In the order of the previous post

1) your fstab looks ok to me

2) see 3

3 ) you have only one processor but SMP is in your kernel, so it is extra-complex because it can use 2 processors at once.  This is very difficult, as you can easily ascertain by researching it via google.  In short, it may help to disable it if you don't plan to use a second  processor anytime soon.

4) you need to change your AGP aperture size in your BIOS.  Set it as high as possible.

5) your pass your kernel these misnomers on the boot line of your /boot/grub/grub.conf ; they do nothing, they are not recognized. 

6) your computer is fast(er than mine)

7) i don't know what  it is, but something  in your computer has an invalid IRQ.  use 'lspci' to try to figure out what it is.  Match the device number '5a36:1002' and see which device is not able to function properly.  Then you can try to fix it in the bios, maybe, by manually setting its IRQ, preferably to something that isn't shared at all, or shared with something with low throughput (NOT  a graphics card) .
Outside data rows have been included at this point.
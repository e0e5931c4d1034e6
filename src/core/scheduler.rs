// SPDX-License-Identifier: Apache-2.0
// Copyright 2025 itsakeyfut
//
// Licensed under the Apache License, Version 2.0 (the "License");
// you may not use this file except in compliance with the License.
// You may obtain a copy of the License at
//
//     http://www.apache.org/licenses/LICENSE-2.0
//
// Unless required by applicable law or agreed to in writing, software
// distributed under the License is distributed on an "AS IS" BASIS,
// WITHOUT WARRANTIES OR CONDITIONS OF ANY KIND, either express or implied.
// See the License for the specific language governing permissions and
// limitations under the License.

//! Global event scheduler
//!
//! A single monotonically increasing 64-bit tick counter plus a fixed set
//! of typed event slots. Each slot is either inactive or armed with a mode
//! (one-shot, periodic, or manually re-armed), an absolute target tick and
//! a period. An ordered list of the active slots, sorted by target, backs
//! a cached "ticks until next event" countdown so the hot path is a single
//! subtraction.
//!
//! Device handlers do not live here: the system loop pops expired events
//! with [`Scheduler::pop_expired`] and dispatches on the event type, so a
//! handler is free to arm, remove or reschedule slots while the drain is
//! in progress.
//!
//! # Example
//!
//! ```
//! use ember_core::core::scheduler::{EventMode, EventType, Scheduler};
//!
//! let mut scheduler = Scheduler::new();
//! scheduler.add(EventType::Vblank, EventMode::Periodic, 1000).unwrap();
//!
//! scheduler.tick(1000);
//! assert_eq!(scheduler.pop_expired(), Some(EventType::Vblank));
//! assert_eq!(scheduler.pop_expired(), None);
//! ```

use crate::core::error::{EmulatorError, Result};

/// Virtual time in CPU cycles
pub type Ticks = i64;

/// Typed event slots (closed set)
///
/// One slot exists per type; arming an already-armed slot is an error.
#[derive(Debug, Clone, Copy, PartialEq, Eq)]
pub enum EventType {
    /// Sentinel guaranteeing the active list is never empty; never fires
    Idle,
    /// End-of-frame: frame publication and Vblank interrupt
    Vblank,
    /// One SPU output sample (44.1 kHz)
    Spu,
    /// CD-ROM first command response
    CdCommand,
    /// CD-ROM second command response
    CdCommand2,
    /// CD-ROM data sector delivery (self re-arming)
    CdSector,
    /// Serial I/O acknowledge pulse
    IoAcknowledge,
}

/// Number of event slots
pub const EVENT_COUNT: usize = 7;

impl EventType {
    #[inline]
    fn index(self) -> usize {
        match self {
            EventType::Idle => 0,
            EventType::Vblank => 1,
            EventType::Spu => 2,
            EventType::CdCommand => 3,
            EventType::CdCommand2 => 4,
            EventType::CdSector => 5,
            EventType::IoAcknowledge => 6,
        }
    }

    fn name(self) -> &'static str {
        match self {
            EventType::Idle => "idle",
            EventType::Vblank => "vblank",
            EventType::Spu => "spu",
            EventType::CdCommand => "cd-command",
            EventType::CdCommand2 => "cd-command-2",
            EventType::CdSector => "cd-sector",
            EventType::IoAcknowledge => "io-acknowledge",
        }
    }
}

/// Slot re-arming behavior after the event fires
#[derive(Debug, Clone, Copy, PartialEq, Eq)]
pub enum EventMode {
    /// Fire once, then the slot becomes inactive
    Once,
    /// Automatically rescheduled by its period after each firing
    Periodic,
    /// Left armed; the handler re-arms or removes the slot itself
    Manual,
}

#[derive(Debug, Clone, Copy)]
struct EventSlot {
    active: bool,
    mode: EventMode,
    target: Ticks,
    period: Ticks,
}

impl EventSlot {
    const fn inactive() -> Self {
        Self {
            active: false,
            mode: EventMode::Once,
            target: 0,
            period: 0,
        }
    }
}

/// Global event scheduler
///
/// Owns virtual time. The CPU and all bus accesses advance the clock by
/// charging tick counts via [`Scheduler::tick`]; the system loop runs the
/// CPU only while [`Scheduler::next_event_target`] is positive, then
/// drains expired events.
#[derive(Debug)]
pub struct Scheduler {
    /// Absolute virtual time in CPU cycles since reset
    current_time: Ticks,

    /// Cached ticks until the earliest active event
    next_event_target: Ticks,

    /// One slot per event type
    slots: [EventSlot; EVENT_COUNT],

    /// Active slots ordered by target; ties keep insertion order
    ordered: Vec<EventType>,
}

impl Scheduler {
    /// Create a new scheduler
    ///
    /// The `Idle` sentinel is armed at the far future so the ordered list
    /// is never empty and the countdown is always well-defined.
    pub fn new() -> Self {
        let mut scheduler = Self {
            current_time: 0,
            next_event_target: 0,
            slots: [EventSlot::inactive(); EVENT_COUNT],
            ordered: Vec::with_capacity(EVENT_COUNT),
        };

        scheduler
            .add(EventType::Idle, EventMode::Once, Ticks::MAX)
            .expect("fresh scheduler has an empty idle slot");

        scheduler
    }

    /// Current absolute virtual time
    #[inline]
    pub fn current_time(&self) -> Ticks {
        self.current_time
    }

    /// Ticks remaining until the earliest active event
    ///
    /// Zero or negative means at least one event has expired.
    #[inline]
    pub fn next_event_target(&self) -> Ticks {
        self.next_event_target
    }

    /// Advance virtual time
    ///
    /// Decrements the cached countdown; expired events are not run here,
    /// the caller pumps them with [`Scheduler::pop_expired`].
    #[inline]
    pub fn tick(&mut self, ticks: Ticks) {
        debug_assert!(ticks >= 0);

        self.current_time += ticks;
        self.next_event_target -= ticks;
    }

    /// Arm an event slot
    ///
    /// The slot fires `delta` ticks from now. For `Periodic` slots the
    /// delta also becomes the repeat period.
    ///
    /// # Errors
    ///
    /// `EventSlotMisuse` if the slot is already active.
    pub fn add(&mut self, ty: EventType, mode: EventMode, delta: Ticks) -> Result<()> {
        debug_assert!(delta >= 0);

        let slot = &mut self.slots[ty.index()];

        if slot.active {
            return Err(EmulatorError::EventSlotMisuse {
                event: ty.name(),
                active: true,
            });
        }

        slot.active = true;
        slot.mode = mode;
        slot.target = self.current_time.saturating_add(delta);
        slot.period = delta;

        self.ordered.push(ty);
        self.sort_events();
        self.recalc_next_event_target();

        Ok(())
    }

    /// Disarm an event slot
    ///
    /// # Errors
    ///
    /// `EventSlotMisuse` if the slot is not active.
    pub fn remove(&mut self, ty: EventType) -> Result<()> {
        let slot = &mut self.slots[ty.index()];

        if !slot.active {
            return Err(EmulatorError::EventSlotMisuse {
                event: ty.name(),
                active: false,
            });
        }

        slot.active = false;
        self.ordered.retain(|&e| e != ty);
        self.recalc_next_event_target();

        Ok(())
    }

    /// Push an active slot's target forward
    ///
    /// The delta is added to the current *target*, not to the current
    /// time: a `Manual` handler that re-arms itself this way keeps a
    /// drift-free cadence even when it fires late.
    ///
    /// # Errors
    ///
    /// `EventSlotMisuse` if the slot is not active.
    pub fn reschedule(&mut self, ty: EventType, delta: Ticks) -> Result<()> {
        debug_assert!(delta >= 0);

        let slot = &mut self.slots[ty.index()];

        if !slot.active {
            return Err(EmulatorError::EventSlotMisuse {
                event: ty.name(),
                active: false,
            });
        }

        slot.target = slot.target.saturating_add(delta);

        self.sort_events();
        self.recalc_next_event_target();

        Ok(())
    }

    /// Whether a slot is currently armed
    #[inline]
    pub fn is_active(&self, ty: EventType) -> bool {
        self.slots[ty.index()].active
    }

    /// Pop the earliest expired event, if any
    ///
    /// Returns `None` while no event has expired. A popped `Once` slot is
    /// disarmed, a `Periodic` slot is pushed forward by its period, and a
    /// `Manual` slot is left untouched for its handler to re-arm or
    /// remove. Events with equal targets pop in insertion order.
    pub fn pop_expired(&mut self) -> Option<EventType> {
        if self.next_event_target > 0 {
            return None;
        }

        let ty = self.ordered[0];
        let slot = &mut self.slots[ty.index()];

        log::trace!(
            "scheduler: '{}' fired at t={} (late {})",
            ty.name(),
            self.current_time,
            self.current_time - slot.target
        );

        match slot.mode {
            EventMode::Once => {
                slot.active = false;
                self.ordered.remove(0);
            }
            EventMode::Periodic => {
                slot.target += slot.period;
                self.sort_events();
            }
            EventMode::Manual => {}
        }

        self.recalc_next_event_target();

        Some(ty)
    }

    /// Re-sort the active list by target (stable, so ties keep order)
    fn sort_events(&mut self) {
        let slots = &self.slots;
        self.ordered.sort_by_key(|e| slots[e.index()].target);
    }

    #[inline]
    fn recalc_next_event_target(&mut self) {
        let front = self.ordered[0];
        self.next_event_target = self.slots[front.index()].target - self.current_time;
    }
}

impl Default for Scheduler {
    fn default() -> Self {
        Self::new()
    }
}

#[cfg(test)]
mod tests {
    use super::*;

    #[test]
    fn test_new_scheduler_is_idle() {
        let scheduler = Scheduler::new();
        assert_eq!(scheduler.current_time(), 0);
        assert!(scheduler.next_event_target() > 0);
        assert!(scheduler.is_active(EventType::Idle));
    }

    #[test]
    fn test_single_event_fires() {
        let mut scheduler = Scheduler::new();
        scheduler
            .add(EventType::Vblank, EventMode::Once, 100)
            .unwrap();

        scheduler.tick(99);
        assert_eq!(scheduler.pop_expired(), None);

        scheduler.tick(1);
        assert_eq!(scheduler.pop_expired(), Some(EventType::Vblank));
        assert_eq!(scheduler.pop_expired(), None);
        assert!(!scheduler.is_active(EventType::Vblank));
    }

    #[test]
    fn test_events_fire_in_target_order() {
        let mut scheduler = Scheduler::new();
        scheduler
            .add(EventType::Vblank, EventMode::Once, 300)
            .unwrap();
        scheduler.add(EventType::Spu, EventMode::Once, 100).unwrap();
        scheduler
            .add(EventType::CdCommand, EventMode::Once, 200)
            .unwrap();

        scheduler.tick(300);

        assert_eq!(scheduler.pop_expired(), Some(EventType::Spu));
        assert_eq!(scheduler.pop_expired(), Some(EventType::CdCommand));
        assert_eq!(scheduler.pop_expired(), Some(EventType::Vblank));
        assert_eq!(scheduler.pop_expired(), None);
    }

    #[test]
    fn test_equal_targets_fire_in_insertion_order() {
        // A at +100, B at +50, C at +50: drain order must be B, C, A
        let mut scheduler = Scheduler::new();
        scheduler
            .add(EventType::Vblank, EventMode::Once, 100)
            .unwrap();
        scheduler.add(EventType::Spu, EventMode::Once, 50).unwrap();
        scheduler
            .add(EventType::CdCommand, EventMode::Once, 50)
            .unwrap();

        scheduler.tick(200);

        assert_eq!(scheduler.pop_expired(), Some(EventType::Spu));
        assert_eq!(scheduler.pop_expired(), Some(EventType::CdCommand));
        assert_eq!(scheduler.pop_expired(), Some(EventType::Vblank));
    }

    #[test]
    fn test_periodic_event_reschedules() {
        let mut scheduler = Scheduler::new();
        scheduler
            .add(EventType::Spu, EventMode::Periodic, 768)
            .unwrap();

        for n in 1..=3 {
            scheduler.tick(768);
            assert_eq!(scheduler.pop_expired(), Some(EventType::Spu));
            assert_eq!(scheduler.pop_expired(), None);
            assert_eq!(scheduler.current_time(), 768 * n);
        }

        assert!(scheduler.is_active(EventType::Spu));
    }

    #[test]
    fn test_periodic_event_keeps_phase_when_late() {
        let mut scheduler = Scheduler::new();
        scheduler
            .add(EventType::Spu, EventMode::Periodic, 100)
            .unwrap();

        // Fire 40 ticks late; the next target is still t=200
        scheduler.tick(140);
        assert_eq!(scheduler.pop_expired(), Some(EventType::Spu));
        assert_eq!(scheduler.next_event_target(), 60);
    }

    #[test]
    fn test_manual_event_left_for_handler() {
        let mut scheduler = Scheduler::new();
        scheduler
            .add(EventType::CdSector, EventMode::Manual, 100)
            .unwrap();

        scheduler.tick(100);
        assert_eq!(scheduler.pop_expired(), Some(EventType::CdSector));

        // Slot is still armed with the stale target; the handler must act
        assert!(scheduler.is_active(EventType::CdSector));
        scheduler.reschedule(EventType::CdSector, 100).unwrap();
        assert_eq!(scheduler.pop_expired(), None);
        assert_eq!(scheduler.next_event_target(), 100);
    }

    #[test]
    fn test_reschedule_is_relative_to_target() {
        let mut scheduler = Scheduler::new();
        scheduler
            .add(EventType::CdSector, EventMode::Manual, 100)
            .unwrap();

        scheduler.tick(130);
        assert_eq!(scheduler.pop_expired(), Some(EventType::CdSector));

        // Target was 100; +100 makes 200, which is 70 ticks from now
        scheduler.reschedule(EventType::CdSector, 100).unwrap();
        assert_eq!(scheduler.next_event_target(), 70);
    }

    #[test]
    fn test_double_add_fails() {
        let mut scheduler = Scheduler::new();
        scheduler
            .add(EventType::Vblank, EventMode::Once, 100)
            .unwrap();

        let err = scheduler
            .add(EventType::Vblank, EventMode::Once, 100)
            .unwrap_err();
        assert!(matches!(err, EmulatorError::EventSlotMisuse { .. }));
    }

    #[test]
    fn test_remove_inactive_fails() {
        let mut scheduler = Scheduler::new();
        let err = scheduler.remove(EventType::Vblank).unwrap_err();
        assert!(matches!(
            err,
            EmulatorError::EventSlotMisuse { active: false, .. }
        ));
    }

    #[test]
    fn test_remove_then_rearm() {
        let mut scheduler = Scheduler::new();
        scheduler
            .add(EventType::CdSector, EventMode::Manual, 500)
            .unwrap();
        scheduler.remove(EventType::CdSector).unwrap();
        scheduler
            .add(EventType::CdSector, EventMode::Manual, 250)
            .unwrap();

        scheduler.tick(250);
        assert_eq!(scheduler.pop_expired(), Some(EventType::CdSector));
    }

    #[test]
    fn test_countdown_tracks_earliest_event() {
        let mut scheduler = Scheduler::new();
        scheduler
            .add(EventType::Vblank, EventMode::Once, 400)
            .unwrap();
        assert_eq!(scheduler.next_event_target(), 400);

        scheduler.add(EventType::Spu, EventMode::Once, 150).unwrap();
        assert_eq!(scheduler.next_event_target(), 150);

        scheduler.tick(50);
        assert_eq!(scheduler.next_event_target(), 100);

        scheduler.remove(EventType::Spu).unwrap();
        assert_eq!(scheduler.next_event_target(), 350);
    }

    #[test]
    fn test_idle_sentinel_never_expires() {
        let mut scheduler = Scheduler::new();
        scheduler.tick(10_000_000);
        assert_eq!(scheduler.pop_expired(), None);
    }
}
// SPDX-License-Identifier: Apache-2.0
// Copyright 2025 itsakeyfut
//
// Licensed under the Apache License, Version 2.0 (the "License");
// you may not use this file except in compliance with the License.
// You may obtain a copy of the License at
//
//     http://www.apache.org/licenses/LICENSE-2.0
//
// Unless required by applicable law or agreed to in writing, software
// distributed under the License is distributed on an "AS IS" BASIS,
// WITHOUT WARRANTIES OR CONDITIONS OF ANY KIND, either express or implied.
// See the License for the specific language governing permissions and
// limitations under the License.

//! Instruction decoding
//!
//! The MIPS-I opcode set is decoded into a flat [`OpClass`] via the
//! primary-opcode switch, with a function-field sub-switch under primary
//! 0x00 and rs sub-switches under 0x10 (COP0) and 0x12 (COP2). Both the
//! interpreter and the recompiler dispatch on the same class.

/// Decoded instruction class (closed set)
#[derive(Debug, Clone, Copy, PartialEq, Eq)]
pub enum OpClass {
    Nop,
    Sll,
    Srl,
    Sra,
    Sllv,
    Srlv,
    Srav,
    Jr,
    Jalr,
    Syscall,
    Break,
    Mfhi,
    Mthi,
    Mflo,
    Mtlo,
    Mult,
    Multu,
    Div,
    Divu,
    Add,
    Addu,
    Sub,
    Subu,
    And,
    Or,
    Xor,
    Nor,
    Slt,
    Sltu,
    Bcond,
    J,
    Jal,
    Beq,
    Bne,
    Blez,
    Bgtz,
    Addi,
    Addiu,
    Slti,
    Sltiu,
    Andi,
    Ori,
    Xori,
    Lui,
    Mfc0,
    Mtc0,
    Rfe,
    Mfc2,
    Cfc2,
    Mtc2,
    Ctc2,
    Cop2Cmd,
    Lb,
    Lh,
    Lwl,
    Lw,
    Lbu,
    Lhu,
    Lwr,
    Sb,
    Sh,
    Swl,
    Sw,
    Swr,
    Lwc2,
    Swc2,
    Illegal,
}

/// Control-flow behavior of an instruction class
///
/// `Delay` ops branch and are followed by an architecturally executed
/// delay slot; `Branch` ops redirect control without one (exceptions and
/// RFE). Both end a recompiled block.
#[derive(Debug, Clone, Copy, PartialEq, Eq)]
pub enum OpFlags {
    None,
    Branch,
    Delay,
}

impl OpClass {
    /// Control-flow flags for block formation and delay-slot tracking
    pub fn flags(self) -> OpFlags {
        match self {
            OpClass::Jr
            | OpClass::Jalr
            | OpClass::Bcond
            | OpClass::J
            | OpClass::Jal
            | OpClass::Beq
            | OpClass::Bne
            | OpClass::Blez
            | OpClass::Bgtz => OpFlags::Delay,
            OpClass::Syscall | OpClass::Break | OpClass::Rfe | OpClass::Illegal => OpFlags::Branch,
            _ => OpFlags::None,
        }
    }

    /// Mnemonic for diagnostics
    pub fn name(self) -> &'static str {
        match self {
            OpClass::Nop => "nop",
            OpClass::Sll => "sll",
            OpClass::Srl => "srl",
            OpClass::Sra => "sra",
            OpClass::Sllv => "sllv",
            OpClass::Srlv => "srlv",
            OpClass::Srav => "srav",
            OpClass::Jr => "jr",
            OpClass::Jalr => "jalr",
            OpClass::Syscall => "syscall",
            OpClass::Break => "break",
            OpClass::Mfhi => "mfhi",
            OpClass::Mthi => "mthi",
            OpClass::Mflo => "mflo",
            OpClass::Mtlo => "mtlo",
            OpClass::Mult => "mult",
            OpClass::Multu => "multu",
            OpClass::Div => "div",
            OpClass::Divu => "divu",
            OpClass::Add => "add",
            OpClass::Addu => "addu",
            OpClass::Sub => "sub",
            OpClass::Subu => "subu",
            OpClass::And => "and",
            OpClass::Or => "or",
            OpClass::Xor => "xor",
            OpClass::Nor => "nor",
            OpClass::Slt => "slt",
            OpClass::Sltu => "sltu",
            OpClass::Bcond => "bcond",
            OpClass::J => "j",
            OpClass::Jal => "jal",
            OpClass::Beq => "beq",
            OpClass::Bne => "bne",
            OpClass::Blez => "blez",
            OpClass::Bgtz => "bgtz",
            OpClass::Addi => "addi",
            OpClass::Addiu => "addiu",
            OpClass::Slti => "slti",
            OpClass::Sltiu => "sltiu",
            OpClass::Andi => "andi",
            OpClass::Ori => "ori",
            OpClass::Xori => "xori",
            OpClass::Lui => "lui",
            OpClass::Mfc0 => "mfc0",
            OpClass::Mtc0 => "mtc0",
            OpClass::Rfe => "rfe",
            OpClass::Mfc2 => "mfc2",
            OpClass::Cfc2 => "cfc2",
            OpClass::Mtc2 => "mtc2",
            OpClass::Ctc2 => "ctc2",
            OpClass::Cop2Cmd => "cop2",
            OpClass::Lb => "lb",
            OpClass::Lh => "lh",
            OpClass::Lwl => "lwl",
            OpClass::Lw => "lw",
            OpClass::Lbu => "lbu",
            OpClass::Lhu => "lhu",
            OpClass::Lwr => "lwr",
            OpClass::Sb => "sb",
            OpClass::Sh => "sh",
            OpClass::Swl => "swl",
            OpClass::Sw => "sw",
            OpClass::Swr => "swr",
            OpClass::Lwc2 => "lwc2",
            OpClass::Swc2 => "swc2",
            OpClass::Illegal => "illegal",
        }
    }
}

/// Decode a raw instruction word
pub fn decode(i: u32) -> OpClass {
    if i == 0 {
        return OpClass::Nop;
    }

    match op(i) {
        0x00 => match fn_field(i) {
            0x00 => OpClass::Sll,
            0x02 => OpClass::Srl,
            0x03 => OpClass::Sra,
            0x04 => OpClass::Sllv,
            0x06 => OpClass::Srlv,
            0x07 => OpClass::Srav,
            0x08 => OpClass::Jr,
            0x09 => OpClass::Jalr,
            0x0C => OpClass::Syscall,
            0x0D => OpClass::Break,
            0x10 => OpClass::Mfhi,
            0x11 => OpClass::Mthi,
            0x12 => OpClass::Mflo,
            0x13 => OpClass::Mtlo,
            0x18 => OpClass::Mult,
            0x19 => OpClass::Multu,
            0x1A => OpClass::Div,
            0x1B => OpClass::Divu,
            0x20 => OpClass::Add,
            0x21 => OpClass::Addu,
            0x22 => OpClass::Sub,
            0x23 => OpClass::Subu,
            0x24 => OpClass::And,
            0x25 => OpClass::Or,
            0x26 => OpClass::Xor,
            0x27 => OpClass::Nor,
            0x2A => OpClass::Slt,
            0x2B => OpClass::Sltu,
            _ => OpClass::Illegal,
        },
        0x01 => OpClass::Bcond,
        0x02 => OpClass::J,
        0x03 => OpClass::Jal,
        0x04 => OpClass::Beq,
        0x05 => OpClass::Bne,
        0x06 => OpClass::Blez,
        0x07 => OpClass::Bgtz,
        0x08 => OpClass::Addi,
        0x09 => OpClass::Addiu,
        0x0A => OpClass::Slti,
        0x0B => OpClass::Sltiu,
        0x0C => OpClass::Andi,
        0x0D => OpClass::Ori,
        0x0E => OpClass::Xori,
        0x0F => OpClass::Lui,
        0x10 => match rs(i) {
            0x00 => OpClass::Mfc0,
            0x04 => OpClass::Mtc0,
            0x10..=0x1F => match fn_field(i) {
                0x10 => OpClass::Rfe,
                _ => OpClass::Illegal,
            },
            _ => OpClass::Illegal,
        },
        0x12 => match rs(i) {
            0x00 => OpClass::Mfc2,
            0x02 => OpClass::Cfc2,
            0x04 => OpClass::Mtc2,
            0x06 => OpClass::Ctc2,
            0x10..=0x1F => OpClass::Cop2Cmd,
            _ => OpClass::Illegal,
        },
        0x20 => OpClass::Lb,
        0x21 => OpClass::Lh,
        0x22 => OpClass::Lwl,
        0x23 => OpClass::Lw,
        0x24 => OpClass::Lbu,
        0x25 => OpClass::Lhu,
        0x26 => OpClass::Lwr,
        0x28 => OpClass::Sb,
        0x29 => OpClass::Sh,
        0x2A => OpClass::Swl,
        0x2B => OpClass::Sw,
        0x2E => OpClass::Swr,
        0x32 => OpClass::Lwc2,
        0x3A => OpClass::Swc2,
        _ => OpClass::Illegal,
    }
}

// Instruction field extractors

#[inline(always)]
pub fn op(i: u32) -> usize {
    (i >> 26) as usize
}

#[inline(always)]
pub fn rs(i: u32) -> usize {
    ((i >> 21) & 0x1F) as usize
}

#[inline(always)]
pub fn rt(i: u32) -> usize {
    ((i >> 16) & 0x1F) as usize
}

#[inline(always)]
pub fn rd(i: u32) -> usize {
    ((i >> 11) & 0x1F) as usize
}

#[inline(always)]
pub fn sa(i: u32) -> u32 {
    (i >> 6) & 0x1F
}

#[inline(always)]
pub fn fn_field(i: u32) -> usize {
    (i & 0x3F) as usize
}

#[inline(always)]
pub fn imm(i: u32) -> u32 {
    i & 0xFFFF
}

/// Sign-extended 16-bit immediate
#[inline(always)]
pub fn imm_se(i: u32) -> u32 {
    (i & 0xFFFF) as i16 as u32
}

#[inline(always)]
pub fn target(i: u32) -> u32 {
    i & 0x03FF_FFFF
}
8) You have drivers for 3 network cards loading.  you could, if you wanted, trim your kernel size down just a bit by taking them out.  It might make it go a barely existant smidge faster.  Probably not though.  Information-wise, you have drivers for N_Force ('forcedeth'), 8139cp , and '8139too'.  You only actually use the last of those three.  It's the only one with eth[0-9] device created.  

9) though irrelevant now, if you have problems with your usb camera in the future you could try looking at dmesg then.

10) the scary one, since evidently it's the last.  That could be a coincidence.  A cd could be useful in the case that your filesystem has to be fixed.

does that clarify things at all? 

I take it the fsck whose output you listed did NOT solve the problem?Last edited by erik258 on Wed Apr 26, 2006 4:04 am; edited 1 time in total

----------

## damoncf

Sorry it took so long to reply.  The last week has been absolutely mad for me.

As for the fsck it did not work and is still giving me the cannot mount the root fs as RW.

could it be something in the inittab file as to the actual command that it is feeding the root fs? it mounts fine as read only but it cannot mount it RW.

As for everything else it makes sense to me.  I will rebuild the kernel when I get it fixed and get the unneaded stuff out of there.

Damon

----------

## damoncf

I just fixed it!!! It was too simple. In my fstab I had a space in the "," seperated part of the "/" filesystem.

Damon

----------